To do: Search the records below for the string "from" and copy each line where it turns up.

[Stored data entries]
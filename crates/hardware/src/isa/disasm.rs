//! Instruction Disassembler for RV32I.
//!
//! Converts a 32-bit instruction encoding into a human-readable mnemonic
//! string for trace events, the CLI, and test diagnostics.
//!
//! # Usage
//!
//! ```
//! use rvpipe_core::isa::disasm::disassemble;
//! let text = disassemble(0x00A0_0513); // ADDI x10, x0, 10
//! assert_eq!(text, "addi a0, zero, 10");
//! ```

use crate::common::constants::NOP;
use crate::isa::abi::reg_name as xreg;
use crate::isa::decode::decode;
use crate::isa::rv32i::{funct3 as f3, funct7 as f7, opcodes as op};

/// Disassembles a 32-bit RISC-V instruction into a human-readable string.
///
/// Returns a mnemonic like `"add a0, a1, a2"` or `"unknown (0x...)"` for
/// encodings outside RV32I.
pub fn disassemble(inst: u32) -> String {
    if inst == NOP {
        return "nop".to_string();
    }

    let d = decode(inst);
    let (rd, rs1, rs2, imm) = (xreg(d.rd), xreg(d.rs1), xreg(d.rs2), d.imm);

    match d.opcode {
        op::OP_REG => {
            let mn = match (d.funct3, d.funct7) {
                (f3::ADD_SUB, f7::DEFAULT) => "add",
                (f3::ADD_SUB, f7::SUB) => "sub",
                (f3::SLL, f7::DEFAULT) => "sll",
                (f3::SLT, f7::DEFAULT) => "slt",
                (f3::SLTU, f7::DEFAULT) => "sltu",
                (f3::XOR, f7::DEFAULT) => "xor",
                (f3::SRL_SRA, f7::DEFAULT) => "srl",
                (f3::SRL_SRA, f7::SRA) => "sra",
                (f3::OR, f7::DEFAULT) => "or",
                (f3::AND, f7::DEFAULT) => "and",
                _ => return unknown(inst),
            };
            format!("{mn} {rd}, {rs1}, {rs2}")
        }

        op::OP_IMM => {
            let shamt = d.rs2;
            match d.funct3 {
                f3::ADD_SUB => format!("addi {rd}, {rs1}, {imm}"),
                f3::SLT => format!("slti {rd}, {rs1}, {imm}"),
                f3::SLTU => format!("sltiu {rd}, {rs1}, {imm}"),
                f3::XOR => format!("xori {rd}, {rs1}, {imm}"),
                f3::OR => format!("ori {rd}, {rs1}, {imm}"),
                f3::AND => format!("andi {rd}, {rs1}, {imm}"),
                f3::SLL => format!("slli {rd}, {rs1}, {shamt}"),
                f3::SRL_SRA if d.funct7 == f7::SRA => format!("srai {rd}, {rs1}, {shamt}"),
                f3::SRL_SRA => format!("srli {rd}, {rs1}, {shamt}"),
                _ => unknown(inst),
            }
        }

        op::OP_LOAD => {
            let mn = match d.funct3 {
                f3::LB => "lb",
                f3::LH => "lh",
                f3::LW => "lw",
                f3::LBU => "lbu",
                f3::LHU => "lhu",
                _ => return unknown(inst),
            };
            format!("{mn} {rd}, {imm}({rs1})")
        }

        op::OP_STORE => {
            let mn = match d.funct3 {
                f3::SB => "sb",
                f3::SH => "sh",
                f3::SW => "sw",
                _ => return unknown(inst),
            };
            format!("{mn} {rs2}, {imm}({rs1})")
        }

        op::OP_BRANCH => {
            let mn = match d.funct3 {
                f3::BEQ => "beq",
                f3::BNE => "bne",
                f3::BLT => "blt",
                f3::BGE => "bge",
                f3::BLTU => "bltu",
                f3::BGEU => "bgeu",
                _ => return unknown(inst),
            };
            format!("{mn} {rs1}, {rs2}, {imm}")
        }

        op::OP_LUI => format!("lui {rd}, {:#x}", (imm as u32) >> 12),
        op::OP_AUIPC => format!("auipc {rd}, {:#x}", (imm as u32) >> 12),
        op::OP_JAL => format!("jal {rd}, {imm}"),
        op::OP_JALR => format!("jalr {rd}, {imm}({rs1})"),
        op::OP_MISC_MEM => "fence".to_string(),

        _ => unknown(inst),
    }
}

fn unknown(inst: u32) -> String {
    format!("unknown ({inst:#010x})")
}
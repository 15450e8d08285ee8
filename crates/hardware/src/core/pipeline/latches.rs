//! Pipeline latch structures for inter-stage communication.
//!
//! This module defines the bundles carried between the five stages:
//! Fetch → Decode → Execute → Memory → Writeback.
//!
//! 1. **Instruction Flow:** Each bundle carries the PC, the raw encoding, and the data the
//!    next stage consumes.
//! 2. **Control:** Decode's [`ControlSignals`] ride along from ID/EX onward.
//! 3. **Slot State:** Every bundle carries an [`Occupancy`]; bubbles and killed bundles are
//!    sanitized so they cannot cause side effects.

use crate::core::pipeline::signals::{ControlSignals, Occupancy};
use crate::core::pipeline::traits::PipelineLatch;
use crate::core::units::lsu;

/// Entry in the IF/ID pipeline latch (Fetch to Decode stage).
///
/// Contains the fetched encoding and the prediction Fetch made for it.
#[derive(Clone, Default, Debug, PartialEq, Eq)]
pub struct IfIdEntry {
    /// Program counter of the instruction.
    pub pc: u32,
    /// 32-bit instruction encoding.
    pub inst: u32,
    /// Whether the branch predictor predicted this instruction as taken.
    pub pred_taken: bool,
    /// Predicted target address (meaningful only when `pred_taken`).
    pub pred_target: u32,
    /// Predictor history when the instruction was fetched.
    pub pred_history: u32,
    /// Slot state.
    pub slot: Occupancy,
}

/// Entry in the ID/EX pipeline latch (Decode to Execute stage).
#[derive(Clone, Default, Debug, PartialEq, Eq)]
pub struct IdExEntry {
    /// Program counter of the instruction.
    pub pc: u32,
    /// 32-bit instruction encoding.
    pub inst: u32,
    /// First source register index.
    pub rs1: usize,
    /// Second source register index.
    pub rs2: usize,
    /// Destination register index.
    pub rd: usize,
    /// Sign-extended immediate value.
    pub imm: i32,
    /// Value of `rs1` read from the register file in Decode.
    pub rv1: u32,
    /// Value of `rs2` read from the register file in Decode.
    pub rv2: u32,
    /// Control signals for subsequent stages.
    pub ctrl: ControlSignals,
    /// Slot state.
    pub slot: Occupancy,
}

/// Entry in the EX/MEM pipeline latch (Execute to Memory stage).
#[derive(Clone, Default, Debug, PartialEq, Eq)]
pub struct ExMemEntry {
    /// Program counter of the instruction.
    pub pc: u32,
    /// 32-bit instruction encoding.
    pub inst: u32,
    /// Destination register index.
    pub rd: usize,
    /// ALU result: the effective address for memory operations, the link address for jumps.
    pub alu: u32,
    /// Forwarded `rs2` value to store.
    pub store_data: u32,
    /// Control signals.
    pub ctrl: ControlSignals,
    /// Slot state.
    pub slot: Occupancy,
}

/// Entry in the MEM/WB pipeline latch (Memory to Writeback stage).
#[derive(Clone, Default, Debug, PartialEq, Eq)]
pub struct MemWbEntry {
    /// Program counter of the instruction.
    pub pc: u32,
    /// 32-bit instruction encoding.
    pub inst: u32,
    /// Destination register index.
    pub rd: usize,
    /// ALU result (effective address for memory operations).
    pub alu: u32,
    /// Raw word returned by the memory system, lanes still in place.
    pub load_word: u32,
    /// Byte offset of the loaded value within `load_word`.
    pub load_offset: u32,
    /// Control signals.
    pub ctrl: ControlSignals,
    /// Slot state.
    pub slot: Occupancy,
}

impl MemWbEntry {
    /// The value Writeback will commit: extended load data for loads, the ALU result
    /// (which is already PC+4 for jumps) otherwise.
    ///
    /// Forwarding from MEM/WB uses the same selection.
    pub const fn wb_value(&self) -> u32 {
        if self.ctrl.mem_read {
            lsu::extract_load(
                self.load_word,
                self.load_offset,
                self.ctrl.width,
                self.ctrl.signed_load,
            )
        } else if self.ctrl.jump {
            self.pc.wrapping_add(crate::common::INSTRUCTION_SIZE)
        } else {
            self.alu
        }
    }
}

impl PipelineLatch for IfIdEntry {
    fn occupancy(&self) -> Occupancy {
        self.slot
    }

    fn pc(&self) -> u32 {
        self.pc
    }

    fn bubble_at(pc: u32) -> Self {
        Self {
            pc,
            ..Self::default()
        }
    }

    fn sanitized(self) -> Self {
        match self.slot {
            Occupancy::Valid => self,
            Occupancy::Bubble => Self::bubble_at(self.pc),
            Occupancy::Killed => Self {
                pred_taken: false,
                pred_target: 0,
                pred_history: 0,
                ..self
            },
        }
    }
}

impl PipelineLatch for IdExEntry {
    fn occupancy(&self) -> Occupancy {
        self.slot
    }

    fn pc(&self) -> u32 {
        self.pc
    }

    fn bubble_at(pc: u32) -> Self {
        Self {
            pc,
            ..Self::default()
        }
    }

    fn sanitized(self) -> Self {
        match self.slot {
            Occupancy::Valid => self,
            Occupancy::Bubble => Self::bubble_at(self.pc),
            Occupancy::Killed => Self {
                ctrl: ControlSignals::default(),
                ..self
            },
        }
    }
}

impl PipelineLatch for ExMemEntry {
    fn occupancy(&self) -> Occupancy {
        self.slot
    }

    fn pc(&self) -> u32 {
        self.pc
    }

    fn bubble_at(pc: u32) -> Self {
        Self {
            pc,
            ..Self::default()
        }
    }

    fn sanitized(self) -> Self {
        match self.slot {
            Occupancy::Valid => self,
            Occupancy::Bubble => Self::bubble_at(self.pc),
            Occupancy::Killed => Self {
                ctrl: ControlSignals::default(),
                store_data: 0,
                ..self
            },
        }
    }
}

impl PipelineLatch for MemWbEntry {
    fn occupancy(&self) -> Occupancy {
        self.slot
    }

    fn pc(&self) -> u32 {
        self.pc
    }

    fn bubble_at(pc: u32) -> Self {
        Self {
            pc,
            ..Self::default()
        }
    }

    fn sanitized(self) -> Self {
        match self.slot {
            Occupancy::Valid => self,
            Occupancy::Bubble => Self::bubble_at(self.pc),
            Occupancy::Killed => Self {
                ctrl: ControlSignals::default(),
                load_word: 0,
                ..self
            },
        }
    }
}


/// Performance counter block.
pub mod perf;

Task solution:
//! 2. **Control:** Decode's [`ControlSignals`] ride along from ID/EX onward.
    /// Value of `rs1` read from the register file in Decode.
    /// Value of `rs2` read from the register file in Decode.
    /// Forwarding from MEM/WB uses the same selection.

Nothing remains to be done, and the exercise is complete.